Yesterday I was very lucky to be able to visit the cortijo La Dehesa del Alcuzcuz, Jaime and Janetta’s paradisiac home in the mountains on the road to Ronda and a 20 minute drive from Marbella. I remember when my mother would go to visit the Parlade’s and would return with fascinating stories and pictures of the stunning grounds and main house, as well as laden with flowers, vegetables and fruit from their garden. Janetta was a wonderful gardener and water-colour artist and part of the Bloomsbury group. To me Alcuzcuz was exotic, somewhat eccentric and made me dream of the garden of Eden filled with rock’n roll people.
The house was built originally in 1884, Jaime and Janetta re modelled it in 1984 when they made it their main home. Sitting on 10 acres of land the property is composed of a large vegetable and fruit garden, two huge albercas (water reservoirs) for watering the plants, a hidden swimming pool which looks and feels like an alberca because it blends in so naturally and has views to the sea. This reminds me of my mother’s favorite criteria for planning a pool: set it as far away as you can from the main house: “Who wants to look at people in bikinis all day?”.
The terraced gardens of Alcuzcuz are full of exotic species and the wild parts are covered in olive, carob and arbutus trees. There are many rose gardens and monochromatic flower beds and trellises. Winding paths take you through never ending mixed borders and layouts that are at times sensual and delicate and at times masculine, bold and daring. What is surprising is the care and perfection wherever you look, and being the daughter of an outstanding gardener myself, I know what that means : never-ending work and dedication.
It moves me to think how much they must have enjoyed walking daily through their garden and sitting at the many benches and lookouts which are spread throughout the property, making mental notes of what needed to be pruned, deadheaded, watered or planted.
My sister Sylvia Melián says: “Like in the house, you feel that air of multi-culture through the combination of plants and flowers. Every rose bush is special. The delicate Pierre De Ronsard roses from France in white chalky pots line a dark red wall or climb a palm tree from which they cascade over row after row of Iceberg roses from England.

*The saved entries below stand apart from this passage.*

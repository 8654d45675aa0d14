//! crates/lessongen_core/src/ports.rs
//!
//! Service contracts (traits) for the external collaborators. These form
//! the boundary of the hexagonal architecture: the core stays independent
//! of the concrete AI clients and the persistence backend.

use async_trait::async_trait;

use crate::domain::{DialogueLine, DifficultyLevel, DocumentError, LessonPayload};
use crate::history::LessonHistory;

/// A generic error type for all port operations.
#[derive(Debug, thiserror::Error)]
pub enum PortError {
    #[error("Item not found: {0}")]
    NotFound(String),
    /// A required credential or setting for the collaborator is missing.
    /// Fatal for that action only.
    #[error("Collaborator is not configured: {0}")]
    NotConfigured(String),
    /// The collaborator responded, but the document violates the schema.
    /// Never partially accepted.
    #[error("Generated lesson is malformed: {0}")]
    MalformedDocument(#[from] DocumentError),
    #[error("An unexpected error occurred: {0}")]
    Unexpected(String),
}

/// A convenience type alias for `Result<T, PortError>`.
pub type PortResult<T> = Result<T, PortError>;

/// The generation collaborator: turns a topic and level into a full,
/// schema-conforming lesson payload. Model selection, prompt construction,
/// and schema enforcement live behind this boundary.
#[async_trait]
pub trait LessonGenerationService: Send + Sync {
    async fn generate_lesson(
        &self,
        topic: &str,
        level: DifficultyLevel,
    ) -> PortResult<LessonPayload>;
}

/// The speech-synthesis collaborator: turns the speaker-tagged dialogue into
/// raw 24 kHz mono 16-bit little-endian PCM bytes. The core decodes or
/// container-wraps those bytes itself.
#[async_trait]
pub trait SpeechSynthesisService: Send + Sync {
    async fn synthesize_dialogue(&self, lines: &[DialogueLine]) -> PortResult<Vec<u8>>;
}

/// The persistence boundary for lesson history: the whole bounded list is
/// read and written as one unit (read-modify-write, no partial writers).
/// Implementations treat an undecodable stored blob as empty history.
#[async_trait]
pub trait HistoryStore: Send + Sync {
    async fn load(&self) -> PortResult<LessonHistory>;
    async fn save(&self, history: &LessonHistory) -> PortResult<()>;
}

An explosion of white Banksia roses jutting out from the walls, reminding me of the Parque De Maria Luisa in Seville and the many beautiful Andalusian farms which stand out for their simplicity and elegance”.
Sylvia says “There are also Italian irises with big blossoms, kitch carnations with tall stalks and big red blooms as if taken out of an 18 th century painting, in the style of Spanish costumbrismo, herbs in planters and low lebrillos outside the kitchen where the couscous is being prepared. Bright yellow and orange capucines tumble down the embankments of the vegetable gardens, poor and colorful.
Wild plants from the Serrania de Ronda like the pink sistus and the lentisco blend with the most exquisit plants brought from far away places. Blue glicinias, red thumbergia and many fragrant flowers which assault your senses, a visual and olfactory orgy. Jasmine in bloom, huge masses of fragrant sweet peas in pinks and purples, stephanotis, rows of citrus trees laden with fruits, avocados, nisperos, artichokes, tomatoes, chard…..I have never seen such exquisit refinement. A garden with a thousand hidden corners, surprises and mystery. Areas where color flows from blue to white to grey and silver to yellow and then brown”.
As you walk into Alcuzcuz crossing the wide esplanade of bright yellow albero earth and palm trees you think that you are in an Andalucian cortijo with its black and white pebbled floors from Cordoba, a water fountain, geraniums of every colour of white, pink and mauve, a tall datura tree full of fragrant blooms, a low wooden bench with a simple linen mattress, and a marble and iron table full of small pots of agapanthus. Crawling up the wall a tangled mass of night blooming cirus, like a giant alien creature.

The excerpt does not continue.